Healthcare organizations of all sizes use firewalls to protect the perimeter of their sensitive networks. Smaller organizations sometimes don’t have in-house personnel familiar with proper firewall configuration practices. If this is the case, a third party provider should be engaged to provide assistance, rather than simply deploying a minimal configuration firewall.

It may seem obvious, but your firewall should only permit traffic that is necessary. Rules should be as specific as possible for your network(s); no unnecessary source IP addresses, destination IP addresses, or ports/services should be allowed into or out of your sensitive networks. For example, if you have third parties that remotely support your network(s), limit the IP addresses that they can use to connect. Review your firewall rules and configuration regularly, and be diligent about removing rules that are no longer needed.
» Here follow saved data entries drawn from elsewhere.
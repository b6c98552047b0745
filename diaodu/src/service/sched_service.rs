//! 调度服务门面。把传输层的四个操作翻译成注册表操作和事件，
//! 错误映射成传输层可见的分类。

use std::sync::Arc;

use thiserror::Error;
use tokio_util::sync::CancellationToken;
use tracing::{debug, info, warn};

use crate::config::{Config, PIECE_SIZE, TINY_FILE_SIZE};
use crate::event::events::{
    PeerDownloadFailed, PeerDownloadSucceeded, PeerLeave, PieceDownloadFailed,
    PieceDownloadSucceeded, StartReportPieceResult,
};
use crate::event::{Event, EventSender};
use crate::idgen;
use crate::protocol::{
    PeerPacketSender, PeerResult, PeerTarget, PieceResultReceiver, RegisterRequest,
    RegisterResult, SinglePiece, SizeScope,
};
use crate::resource::Registries;
use crate::resource::peer::{Peer, PeerEvent, PeerState};
use crate::resource::task::Task;
use crate::scheduler::Scheduler;
use crate::seed::{SeedError, SeedPeerDriver};

/// 传输层可见的错误分类
#[derive(Debug, Error)]
pub enum SchedError {
    #[error("bad request: {0}")]
    BadRequest(String),

    #[error("{0} not found")]
    NotFound(String),

    #[error("invalid state: {0}")]
    InvalidState(String),

    #[error("no available parent")]
    Unavailable,

    #[error(transparent)]
    SeedFailed(#[from] SeedError),

    #[error(transparent)]
    Internal(#[from] anyhow::Error),
}

pub struct SchedService {
    registries: Arc<Registries>,

    #[allow(dead_code)]
    scheduler: Arc<Scheduler>,

    seed_driver: Arc<SeedPeerDriver>,

    sender: EventSender,

    config: Config,

    cancel_token: CancellationToken,
}

impl SchedService {
    pub fn new(
        registries: Arc<Registries>,
        scheduler: Arc<Scheduler>,
        seed_driver: Arc<SeedPeerDriver>,
        sender: EventSender,
        config: Config,
        cancel_token: CancellationToken,
    ) -> Self {
        Self {
            registries,
            scheduler,
            seed_driver,
            sender,
            config,
            cancel_token,
        }
    }

    /// 注册 peer。幂等：同一个 peer id 重复注册只会有一个实例，
    /// 并按它当前的状态返回结果
    pub async fn register_peer(
        &self,
        request: RegisterRequest,
    ) -> Result<RegisterResult, SchedError> {
        if request.url.is_empty() {
            return Err(SchedError::BadRequest("url 不能为空".to_string()));
        }
        if request.peer_id.is_empty() {
            return Err(SchedError::BadRequest("peer id 不能为空".to_string()));
        }
        if request.peer_host.id.is_empty() {
            return Err(SchedError::BadRequest("host id 不能为空".to_string()));
        }

        let task_id = idgen::task_id(&request.url, &request.url_meta);
        // 回源名额：客户端回源被关掉时就是 0
        let back_to_source_limit = if self.config.client_back_source_enabled() {
            self.config.back_to_source_count()
        } else {
            0
        };
        let (task, task_created) = self.registries.tasks().get_or_insert(
            &task_id,
            &request.url,
            &request.url_meta,
            back_to_source_limit,
        );
        task.touch();
        let host = self.registries.hosts().upsert(&request.peer_host);

        // 新任务先安排做种
        if task_created && self.config.seed_enabled() {
            info!("task {task_id} 首次注册，触发做种");
            self.seed_driver.spawn_seed(task.clone(), self.sender.clone());
        }

        let (peer, peer_created) = self
            .registries
            .peers()
            .get_or_insert(Peer::new(&request.peer_id, &task_id, host.id()));
        if !peer_created {
            debug!("peer {} 重复注册，按当前状态返回", peer.id());
            return Ok(self.result_for_existing(&task, &peer));
        }

        task.add_peer(peer.id());
        let _ = self.registries.hosts().add_peer(host.id(), peer.id());
        // 任务是新建的又没法做种，第一个 peer 只能直接回源
        if task_created && !self.config.seed_enabled() && self.config.client_back_source_enabled()
        {
            peer.set_need_back_to_source();
        }

        // 按内容大小分档。元信息还没出来（做种没完成）时只能按 normal 走
        let content_length = task.content_length();
        if (0..=TINY_FILE_SIZE).contains(&content_length) {
            match self.seed_driver.download_tiny(&task).await {
                Ok(content) if content.len() as i64 == content_length => {
                    let _ = self.registries.peer_transit(&peer, PeerEvent::RegisterTiny);
                    return Ok(RegisterResult {
                        task_id,
                        size_scope: SizeScope::Tiny,
                        direct_piece: Some(content),
                        single_piece: None,
                    });
                }
                Ok(content) => warn!(
                    "task {task_id} tiny 内容长度不符（{} != {content_length}），退化为 normal",
                    content.len()
                ),
                Err(e) => warn!("task {task_id} tiny 内容获取失败，退化为 normal: {e}"),
            }
        } else if (0..=PIECE_SIZE).contains(&content_length) {
            if let Some(single_piece) = self.single_piece(&task) {
                let _ = self.registries.peer_transit(&peer, PeerEvent::RegisterSmall);
                return Ok(RegisterResult {
                    task_id,
                    size_scope: SizeScope::Small,
                    direct_piece: None,
                    single_piece: Some(single_piece),
                });
            }
            debug!("task {task_id} 种子还没产出首个分片，退化为 normal");
        }

        let _ = self.registries.peer_transit(&peer, PeerEvent::RegisterNormal);
        Ok(RegisterResult {
            task_id,
            size_scope: SizeScope::Normal,
            direct_piece: None,
            single_piece: None,
        })
    }

    /// 重复注册：不再触发 FSM 事件，照当前状态拼结果
    fn result_for_existing(&self, task: &Arc<Task>, peer: &Arc<Peer>) -> RegisterResult {
        let (size_scope, direct_piece, single_piece) = match peer.state() {
            PeerState::ReceivedTiny => (SizeScope::Tiny, task.direct_piece(), None),
            PeerState::ReceivedSmall => (SizeScope::Small, None, self.single_piece(task)),
            _ => (SizeScope::Normal, None, None),
        };
        RegisterResult {
            task_id: task.id().to_string(),
            size_scope,
            direct_piece,
            single_piece,
        }
    }

    /// small 档位的单分片引用：种子 peer 的地址 + 0 号分片
    fn single_piece(&self, task: &Arc<Task>) -> Option<SinglePiece> {
        let seed_id = task.seed_peer_id()?;
        let seed = self.registries.peers().get(&seed_id)?;
        if seed.is(PeerState::Failed) || seed.is(PeerState::Leave) {
            return None;
        }
        let piece_info = task.piece(0)?;
        let host = self.registries.hosts().get(seed.host_id())?;
        let endpoint = host.endpoint();
        Some(SinglePiece {
            dst_pid: seed_id,
            dst_addr: format!("{}:{}", endpoint.ip, endpoint.download_port),
            piece_info,
        })
    }

    /// 挂上分片上报流并一直消费到断流。
    /// 断流时 peer 如果还没有走到终态，按离开处理
    pub async fn report_piece_result(
        &self,
        peer_id: &str,
        mut results: PieceResultReceiver,
        packets: PeerPacketSender,
    ) -> Result<(), SchedError> {
        let peer = self
            .registries
            .peers()
            .get(peer_id)
            .ok_or_else(|| SchedError::NotFound(format!("peer {peer_id}")))?;

        peer.register_stream(packets);
        // Received* -> Running。回源中或已终态的 peer 保持原状
        if peer.can(PeerEvent::Download) {
            let _ = self.registries.peer_transit(&peer, PeerEvent::Download);
        }
        self.sender
            .enqueue(Box::new(StartReportPieceResult {
                task_id: peer.task_id().to_string(),
                peer_id: peer.id().to_string(),
            }))
            .await;

        loop {
            tokio::select! {
                _ = self.cancel_token.cancelled() => break,
                result = results.recv() => {
                    let Some(piece) = result else { break };
                    if piece.src_pid != peer.id() {
                        warn!("上报流里混入了别人的结果: {} != {}", piece.src_pid, peer.id());
                        continue;
                    }
                    let event: Box<dyn Event> = if piece.success {
                        Box::new(PieceDownloadSucceeded {
                            task_id: peer.task_id().to_string(),
                            piece,
                        })
                    } else {
                        Box::new(PieceDownloadFailed {
                            task_id: peer.task_id().to_string(),
                            piece,
                        })
                    };
                    self.sender.enqueue(event).await;
                }
            }
        }

        peer.close_stream();
        if !peer.is_terminal() {
            debug!("peer {} 的上报流断开，按离开处理", peer.id());
            self.sender
                .enqueue(Box::new(PeerLeave {
                    task_id: peer.task_id().to_string(),
                    peer_id: peer.id().to_string(),
                }))
                .await;
        }
        Ok(())
    }

    /// peer 上报整体结果
    pub async fn report_peer_result(&self, result: PeerResult) -> Result<(), SchedError> {
        let peer = self
            .registries
            .peers()
            .get(&result.peer_id)
            .ok_or_else(|| SchedError::NotFound(format!("peer {}", result.peer_id)))?;

        let event: Box<dyn Event> = if result.success {
            Box::new(PeerDownloadSucceeded {
                task_id: peer.task_id().to_string(),
                peer_id: peer.id().to_string(),
                result,
            })
        } else {
            Box::new(PeerDownloadFailed {
                task_id: peer.task_id().to_string(),
                peer_id: peer.id().to_string(),
                result,
            })
        };
        self.sender.enqueue(event).await;
        Ok(())
    }

    /// peer 主动离开任务
    pub async fn leave_task(&self, target: PeerTarget) -> Result<(), SchedError> {
        let peer = self
            .registries
            .peers()
            .get(&target.peer_id)
            .ok_or_else(|| SchedError::NotFound(format!("peer {}", target.peer_id)))?;

        self.sender
            .enqueue(Box::new(PeerLeave {
                task_id: peer.task_id().to_string(),
                peer_id: peer.id().to_string(),
            }))
            .await;
        Ok(())
    }

    pub fn registries(&self) -> &Arc<Registries> {
        &self.registries
    }
}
Strict attention needs to be given to monitor the logs and alerts your firewall generates. Often, the volume of log data can be overwhelming, but it’s important (and required) to review firewall logs in order to identify patterns and activity that indicate attempts to breach security. There are many great log monitoring solutions available to help organizations handle large volumes of log data and identify events that may require you to take action. Take time to shop options and find a solution that works best for you.
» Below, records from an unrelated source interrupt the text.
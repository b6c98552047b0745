use std::sync::Arc;
use std::time::Duration;

use serde::{Deserialize, Serialize};

use crate::protocol::HostInfo;

// ===========================================================================
// 写死的配置值，一般也不会改的
// ===========================================================================

/// channel 大小
pub const CHANNEL_BUFFER: usize = 100;

/// tiny 文件阈值（字节），不超过它的内容直接塞进注册响应
pub const TINY_FILE_SIZE: i64 = 128;

/// 分片大小，内容不超过一个分片即按 small 档位处理
pub const PIECE_SIZE: i64 = 4 << 20;

/// peer 分片耗时环形队列的容量
pub const PIECE_COST_RING_LIMIT: usize = 20;

#[derive(Clone, Default)]
pub struct Config {
    inner: Arc<ConfigInner>,
}

#[derive(Serialize, Deserialize, Clone)]
pub struct ConfigInner {
    /// 单个 peer 调度重试上限，超过后放弃
    retry_limit: u32,

    /// 调度多少次失败后允许回源
    retry_back_to_source_limit: u32,

    /// 两次调度尝试之间的间隔
    retry_interval: Duration,

    /// 候选父节点的筛选数量上限
    filter_parent_count: usize,

    /// peer 树的深度上限
    depth_limit: usize,

    /// peer 空闲多久标记为僵尸
    peer_tti: Duration,

    /// peer 空闲多久强制移除
    peer_ttl: Duration,

    /// 任务没有 peer 之后多久移除
    task_ttl: Duration,

    /// 主机没有 peer 之后多久移除
    host_ttl: Duration,

    /// peer / task / host 三类 GC 的扫描间隔
    peer_gc_interval: Duration,
    task_gc_interval: Duration,
    host_gc_interval: Duration,

    /// 是否允许客户端回源
    client_back_source_enabled: bool,

    /// 单任务允许同时回源的 peer 数量
    back_to_source_count: u32,

    /// 事件分片 worker 数量，0 表示取 CPU 核数
    scheduler_worker_num: usize,

    /// 评分算法
    algorithm: String,

    /// 是否启用种子节点做种
    seed_enabled: bool,

    /// 启动时注册进来的种子主机
    seed_hosts: Vec<HostInfo>,

    /// 普通客户端主机的并发上传上限
    client_upload_limit: u32,

    /// 种子主机的并发上传上限
    seed_upload_limit: u32,

    /// tiny 文件直取的超时
    tiny_download_timeout: Duration,
}

impl Default for ConfigInner {
    fn default() -> Self {
        Self {
            retry_limit: 10,
            retry_back_to_source_limit: 5,
            retry_interval: Duration::from_millis(50),
            filter_parent_count: 4,
            depth_limit: 10,
            peer_tti: Duration::from_secs(60 * 60),
            peer_ttl: Duration::from_secs(24 * 60 * 60),
            task_ttl: Duration::from_secs(30 * 60),
            host_ttl: Duration::from_secs(6 * 60 * 60),
            peer_gc_interval: Duration::from_secs(10),
            task_gc_interval: Duration::from_secs(30 * 60),
            host_gc_interval: Duration::from_secs(6 * 60 * 60),
            client_back_source_enabled: true,
            back_to_source_count: 3,
            scheduler_worker_num: 0,
            algorithm: "default".to_string(),
            seed_enabled: true,
            seed_hosts: Vec::new(),
            client_upload_limit: 50,
            seed_upload_limit: 300,
            tiny_download_timeout: Duration::from_secs(30),
        }
    }
}

impl Config {
    pub fn new() -> Self {
        Self::default()
    }

    pub fn from_inner(inner: ConfigInner) -> Self {
        Self {
            inner: Arc::new(inner),
        }
    }

    pub fn inner(&self) -> &ConfigInner {
        &self.inner
    }

    pub fn retry_limit(&self) -> u32 {
        self.inner.retry_limit
    }

    pub fn retry_back_to_source_limit(&self) -> u32 {
        self.inner.retry_back_to_source_limit
    }

    pub fn retry_interval(&self) -> Duration {
        self.inner.retry_interval
    }

    pub fn filter_parent_count(&self) -> usize {
        self.inner.filter_parent_count
    }

    pub fn depth_limit(&self) -> usize {
        self.inner.depth_limit
    }

    pub fn peer_tti(&self) -> Duration {
        self.inner.peer_tti
    }

    pub fn peer_ttl(&self) -> Duration {
        self.inner.peer_ttl
    }

    pub fn task_ttl(&self) -> Duration {
        self.inner.task_ttl
    }

    pub fn host_ttl(&self) -> Duration {
        self.inner.host_ttl
    }

    pub fn peer_gc_interval(&self) -> Duration {
        self.inner.peer_gc_interval
    }

    pub fn task_gc_interval(&self) -> Duration {
        self.inner.task_gc_interval
    }

    pub fn host_gc_interval(&self) -> Duration {
        self.inner.host_gc_interval
    }

    pub fn client_back_source_enabled(&self) -> bool {
        self.inner.client_back_source_enabled
    }

    pub fn back_to_source_count(&self) -> u32 {
        self.inner.back_to_source_count
    }

    /// 事件分片 worker 数量，0 回退到 CPU 核数
    pub fn scheduler_worker_num(&self) -> usize {
        if self.inner.scheduler_worker_num > 0 {
            return self.inner.scheduler_worker_num;
        }
        std::thread::available_parallelism()
            .map(|n| n.get())
            .unwrap_or(1)
    }

    pub fn algorithm(&self) -> &str {
        &self.inner.algorithm
    }

    pub fn seed_enabled(&self) -> bool {
        self.inner.seed_enabled
    }

    pub fn seed_hosts(&self) -> &[HostInfo] {
        &self.inner.seed_hosts
    }

    pub fn client_upload_limit(&self) -> u32 {
        self.inner.client_upload_limit
    }

    pub fn seed_upload_limit(&self) -> u32 {
        self.inner.seed_upload_limit
    }

    pub fn tiny_download_timeout(&self) -> Duration {
        self.inner.tiny_download_timeout
    }

    pub fn set_retry_limit(mut self, retry_limit: u32) -> Self {
        if let Some(inner) = Arc::get_mut(&mut self.inner) {
            inner.retry_limit = retry_limit;
        }
        self
    }

    pub fn set_retry_back_to_source_limit(mut self, limit: u32) -> Self {
        if let Some(inner) = Arc::get_mut(&mut self.inner) {
            inner.retry_back_to_source_limit = limit;
        }
        self
    }

    pub fn set_retry_interval(mut self, interval: Duration) -> Self {
        if let Some(inner) = Arc::get_mut(&mut self.inner) {
            inner.retry_interval = interval;
        }
        self
    }

    pub fn set_filter_parent_count(mut self, count: usize) -> Self {
        if let Some(inner) = Arc::get_mut(&mut self.inner) {
            inner.filter_parent_count = count;
        }
        self
    }

    pub fn set_depth_limit(mut self, limit: usize) -> Self {
        if let Some(inner) = Arc::get_mut(&mut self.inner) {
            inner.depth_limit = limit;
        }
        self
    }

    pub fn set_peer_tti(mut self, tti: Duration) -> Self {
        if let Some(inner) = Arc::get_mut(&mut self.inner) {
            inner.peer_tti = tti;
        }
        self
    }

    pub fn set_peer_ttl(mut self, ttl: Duration) -> Self {
        if let Some(inner) = Arc::get_mut(&mut self.inner) {
            inner.peer_ttl = ttl;
        }
        self
    }

    pub fn set_task_ttl(mut self, ttl: Duration) -> Self {
        if let Some(inner) = Arc::get_mut(&mut self.inner) {
            inner.task_ttl = ttl;
        }
        self
    }

    pub fn set_host_ttl(mut self, ttl: Duration) -> Self {
        if let Some(inner) = Arc::get_mut(&mut self.inner) {
            inner.host_ttl = ttl;
        }
        self
    }

    pub fn set_peer_gc_interval(mut self, interval: Duration) -> Self {
        if let Some(inner) = Arc::get_mut(&mut self.inner) {
            inner.peer_gc_interval = interval;
        }
        self
    }

    pub fn set_task_gc_interval(mut self, interval: Duration) -> Self {
        if let Some(inner) = Arc::get_mut(&mut self.inner) {
            inner.task_gc_interval = interval;
        }
        self
    }

    pub fn set_host_gc_interval(mut self, interval: Duration) -> Self {
        if let Some(inner) = Arc::get_mut(&mut self.inner) {
            inner.host_gc_interval = interval;
        }
        self
    }

    pub fn set_client_back_source_enabled(mut self, enabled: bool) -> Self {
        if let Some(inner) = Arc::get_mut(&mut self.inner) {
            inner.client_back_source_enabled = enabled;
        }
        self
    }

    pub fn set_back_to_source_count(mut self, count: u32) -> Self {
        if let Some(inner) = Arc::get_mut(&mut self.inner) {
            inner.back_to_source_count = count;
        }
        self
    }

    pub fn set_scheduler_worker_num(mut self, num: usize) -> Self {
        if let Some(inner) = Arc::get_mut(&mut self.inner) {
            inner.scheduler_worker_num = num;
        }
        self
    }

    pub fn set_algorithm<T: ToString>(mut self, algorithm: T) -> Self {
        if let Some(inner) = Arc::get_mut(&mut self.inner) {
            inner.algorithm = algorithm.to_string();
        }
        self
    }

    pub fn set_seed_enabled(mut self, enabled: bool) -> Self {
        if let Some(inner) = Arc::get_mut(&mut self.inner) {
            inner.seed_enabled = enabled;
        }
        self
    }

    pub fn set_seed_hosts(mut self, hosts: Vec<HostInfo>) -> Self {
        if let Some(inner) = Arc::get_mut(&mut self.inner) {
            inner.seed_hosts = hosts;
        }
        self
    }

    pub fn set_client_upload_limit(mut self, limit: u32) -> Self {
        if let Some(inner) = Arc::get_mut(&mut self.inner) {
            inner.client_upload_limit = limit;
        }
        self
    }

    pub fn set_seed_upload_limit(mut self, limit: u32) -> Self {
        if let Some(inner) = Arc::get_mut(&mut self.inner) {
            inner.seed_upload_limit = limit;
        }
        self
    }

    pub fn set_tiny_download_timeout(mut self, timeout: Duration) -> Self {
        if let Some(inner) = Arc::get_mut(&mut self.inner) {
            inner.tiny_download_timeout = timeout;
        }
        self
    }
}

#[cfg(test)]
mod tests {
    use super::*;

    #[test]
    fn test_defaults() {
        let config = Config::new();
        assert_eq!(config.retry_limit(), 10);
        assert_eq!(config.retry_back_to_source_limit(), 5);
        assert_eq!(config.retry_interval(), Duration::from_millis(50));
        assert_eq!(config.filter_parent_count(), 4);
        assert_eq!(config.depth_limit(), 10);
        assert!(config.scheduler_worker_num() >= 1);
    }

    #[test]
    fn test_builder() {
        let config = Config::new()
            .set_retry_limit(3)
            .set_depth_limit(2)
            .set_client_back_source_enabled(false);
        assert_eq!(config.retry_limit(), 3);
        assert_eq!(config.depth_limit(), 2);
        assert!(!config.client_back_source_enabled());
    }
}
For firewall implementation and maintenance, remember to follow these important practices:

• Assign someone to be responsible for maintaining and updating a securely-configured firewall
• Always change the default usernames and passwords before putting a firewall into production. Use only passwords that are long, complex, and unique.
• Keep your firewall firmware/software updated. Replace your firewall before the vendor ends support for it.
• Write strict firewall rules. Be very specific about which traffic should be allowed, and deny all other traffic.
• Monitor and respond to logs in a timely manner.
• Review firewall configurations frequently and adjust as necessary.

Maintain a detailed firewall configuration standard and follow it. When firewall responsibility assignments change or a new firewall needs to be configured quickly, documentation can be the difference between success and failure.